//! Prefix, infix, and index operator implementations.
//!
//! Operands arriving here are already checked for `Error`; these helpers
//! only decide type dispatch and produce the stable diagnostic strings.

use crate::values::Value;
use std::rc::Rc;

pub(super) fn eval_prefix<'a>(operator: &str, right: Value<'a>) -> Value<'a> {
    match operator {
        "!" => Value::from_bool(!right.is_truthy()),
        "-" => eval_minus(right),
        _ => Value::Error(format!(
            "Unknown Operator: {}{}",
            operator,
            right.type_name()
        )),
    }
}

fn eval_minus(right: Value<'_>) -> Value<'_> {
    match right {
        Value::Integer(value) => Value::Integer(value.wrapping_neg()),
        other => Value::Error(format!("Unknown Operator: -{}", other.type_name())),
    }
}

/// Infix dispatch. Order matters: integer pairs first, then string
/// pairs, then identity equality for everything else, then the type
/// mismatch / unknown operator diagnostics.
pub(super) fn eval_infix<'a>(left: Value<'a>, operator: &str, right: Value<'a>) -> Value<'a> {
    match (&left, &right) {
        (Value::Integer(l), Value::Integer(r)) => eval_integer_infix(*l, operator, *r),
        (Value::Str(l), Value::Str(r)) => eval_string_infix(l, operator, r),
        _ if operator == "==" => Value::from_bool(identical(&left, &right)),
        _ if operator == "!=" => Value::from_bool(!identical(&left, &right)),
        _ if left.type_name() != right.type_name() => Value::Error(format!(
            "Type Mismatch: {} {} {}",
            left.type_name(),
            operator,
            right.type_name()
        )),
        _ => Value::Error(format!(
            "Unknown Operator: {} {} {}",
            left.type_name(),
            operator,
            right.type_name()
        )),
    }
}

/// Integer arithmetic and comparison. Arithmetic wraps on overflow;
/// division truncates toward zero and rejects a zero divisor.
fn eval_integer_infix<'a>(left: i64, operator: &str, right: i64) -> Value<'a> {
    match operator {
        "+" => Value::Integer(left.wrapping_add(right)),
        "-" => Value::Integer(left.wrapping_sub(right)),
        "*" => Value::Integer(left.wrapping_mul(right)),
        "/" => {
            if right == 0 {
                Value::Error(String::from("Division by Zero detected!"))
            } else {
                // wrapping_div covers i64::MIN / -1.
                Value::Integer(left.wrapping_div(right))
            }
        }
        "<" => Value::from_bool(left < right),
        ">" => Value::from_bool(left > right),
        "==" => Value::from_bool(left == right),
        "!=" => Value::from_bool(left != right),
        _ => Value::Error(format!("Unknown Operator: INTEGER {} INTEGER", operator)),
    }
}

/// Strings support `+` (concatenation) only.
fn eval_string_infix<'a>(left: &str, operator: &str, right: &str) -> Value<'a> {
    match operator {
        "+" => {
            let mut concatenated = String::with_capacity(left.len() + right.len());
            concatenated.push_str(left);
            concatenated.push_str(right);
            Value::Str(Rc::from(concatenated))
        }
        _ => Value::Error(format!("Unknown Operator: STRING {} STRING", operator)),
    }
}

/// Value identity, the meaning of `==` outside the integer and string
/// cases. Booleans and null are canonical, so comparing by value is
/// comparing identity; reference-shaped values compare by pointer.
fn identical<'a>(left: &Value<'a>, right: &Value<'a>) -> bool {
    match (left, right) {
        (Value::Boolean(l), Value::Boolean(r)) => l == r,
        (Value::Null, Value::Null) => true,
        (Value::Str(l), Value::Str(r)) => Rc::ptr_eq(l, r),
        (Value::Array(l), Value::Array(r)) => Rc::ptr_eq(l, r),
        (Value::Function(l), Value::Function(r)) => Rc::ptr_eq(l, r),
        (Value::Builtin(l), Value::Builtin(r)) => l.name == r.name,
        _ => false,
    }
}

/// Index expressions: `array[integer]`. Out-of-range indexes (including
/// negative ones) yield null rather than an error.
pub(super) fn eval_index<'a>(left: Value<'a>, index: Value<'a>) -> Value<'a> {
    match (&left, &index) {
        (Value::Array(elements), Value::Integer(i)) => {
            if *i < 0 || *i as usize >= elements.len() {
                Value::NULL
            } else {
                elements[*i as usize].clone()
            }
        }
        _ => Value::Error(format!(
            "Index Operator not supported for '{}'!",
            left.type_name()
        )),
    }
}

## Problem to work on:
In the data above, start at the line that has "than an error.", stop after the line that has "elements[*i as usize].clone()", and print every line in between exactly as it stands.

## Answer below:
/// negative ones) yield null rather than an error.
pub(super) fn eval_index<'a>(left: Value<'a>, index: Value<'a>) -> Value<'a> {
    match (&left, &index) {
        (Value::Array(elements), Value::Integer(i)) => {
            if *i < 0 || *i as usize >= elements.len() {
                Value::NULL
            } else {
                elements[*i as usize].clone()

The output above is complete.